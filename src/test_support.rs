// SPDX-License-Identifier: AGPL-3.0-or-later
//
// Copyright (C) 2026 Relational Network

//! Shared fixtures for unit tests.

use std::sync::{Arc, OnceLock};

use k256::ecdsa::SigningKey;
use rand::rngs::OsRng;
use rsa::RsaPrivateKey;

use crate::auth::signature::personal_message_hash;
use crate::config::AppConfig;
use crate::state::AppState;
use crate::storage::InMemorySessionStore;

/// Well-known test wallet key.
pub const WALLET_KEY_HEX: &str =
    "0x4c0883a69102937d6231471b5dbb6204fe5129617082792ae468d01a3f362318";
/// Checksummed address of [`WALLET_KEY_HEX`].
pub const WALLET_ADDRESS: &str = "0x2c7536E3605D9C16a7a3D7b1898e529396a65c23";

pub const TEST_SECRET: &str = "0123456789abcdef0123456789abcdef";
pub const TEST_REDIRECT_URI: &str = "https://www.example.com/wallet";

fn generate_rsa_key() -> RsaPrivateKey {
    RsaPrivateKey::new(&mut OsRng, 2048).expect("generate RSA key")
}

/// Server key shared by every test in the process.
pub fn test_rsa_key() -> &'static RsaPrivateKey {
    static KEY: OnceLock<RsaPrivateKey> = OnceLock::new();
    KEY.get_or_init(generate_rsa_key)
}

/// A second key unrelated to [`test_rsa_key`].
pub fn other_rsa_key() -> &'static RsaPrivateKey {
    static KEY: OnceLock<RsaPrivateKey> = OnceLock::new();
    KEY.get_or_init(generate_rsa_key)
}

pub fn wallet() -> SigningKey {
    let bytes = alloy::primitives::hex::decode(WALLET_KEY_HEX).expect("valid hex");
    SigningKey::from_slice(&bytes).expect("valid secp256k1 key")
}

/// `personal_sign` of `message`, hex encoded as `r ‖ s ‖ v`.
///
/// `yellow_paper` selects `v` in 27/28 rather than 0/1.
pub fn sign_personal(key: &SigningKey, message: &str, yellow_paper: bool) -> String {
    let digest = personal_message_hash(message);
    let (signature, recovery_id) = key
        .sign_prehash_recoverable(&digest)
        .expect("sign digest");
    let mut bytes = signature.to_bytes().to_vec();
    let v = recovery_id.to_byte();
    bytes.push(if yellow_paper { v + 27 } else { v });
    alloy::primitives::hex::encode_prefixed(bytes)
}

pub fn test_config() -> AppConfig {
    AppConfig::new(test_rsa_key().clone(), TEST_SECRET, TEST_REDIRECT_URI).expect("test config")
}

pub fn test_state() -> AppState {
    AppState::new(test_config(), Arc::new(InMemorySessionStore::new())).expect("test state")
}
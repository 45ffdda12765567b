// SPDX-License-Identifier: AGPL-3.0-or-later
//
// Copyright (C) 2026 Relational Network

use axum::{
    http::StatusCode,
    response::{IntoResponse, Response},
    Json,
};

use crate::models::ErrorBody;

/// Plain HTTP error with a client-facing message.
#[derive(Debug)]
pub struct ApiError {
    pub status: StatusCode,
    pub message: String,
}

impl ApiError {
    pub fn new(status: StatusCode, message: impl Into<String>) -> Self {
        Self {
            status,
            message: message.into(),
        }
    }

    pub fn not_found(message: impl Into<String>) -> Self {
        Self::new(StatusCode::NOT_FOUND, message)
    }
}

impl IntoResponse for ApiError {
    fn into_response(self) -> Response {
        let body = Json(ErrorBody {
            message: self.message,
        });
        (self.status, body).into_response()
    }
}
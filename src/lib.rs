// SPDX-License-Identifier: AGPL-3.0-or-later
//
// Copyright (C) 2026 Relational Network

//! Relational Wallet Auth - Wallet Signature Login Service
//!
//! Proves control of an EVM wallet address and turns that proof into a
//! server-side session for the Relational Wallet frontend.
//!
//! ## Modules
//!
//! - `api` - HTTP API handlers (Axum)
//! - `auth` - JWE decryption, signature recovery and session issuance
//! - `config` - Environment configuration
//! - `logging` - Tracing subscriber setup
//! - `session_sweeper` - Background purge of expired sessions
//! - `storage` - Session stores (in-memory, redb)

pub mod api;
pub mod auth;
pub mod config;
pub mod error;
pub mod logging;
pub mod models;
pub mod session_sweeper;
pub mod state;
pub mod storage;

#[cfg(test)]
mod test_support;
-------
### Your goal
Only the lines from the one with "pub mod error;" through the final line above should be repeated, each exactly as written.

### Output of the task
pub mod error;
pub mod logging;
pub mod models;
pub mod session_sweeper;
pub mod state;
pub mod storage;

#[cfg(test)]
mod test_support;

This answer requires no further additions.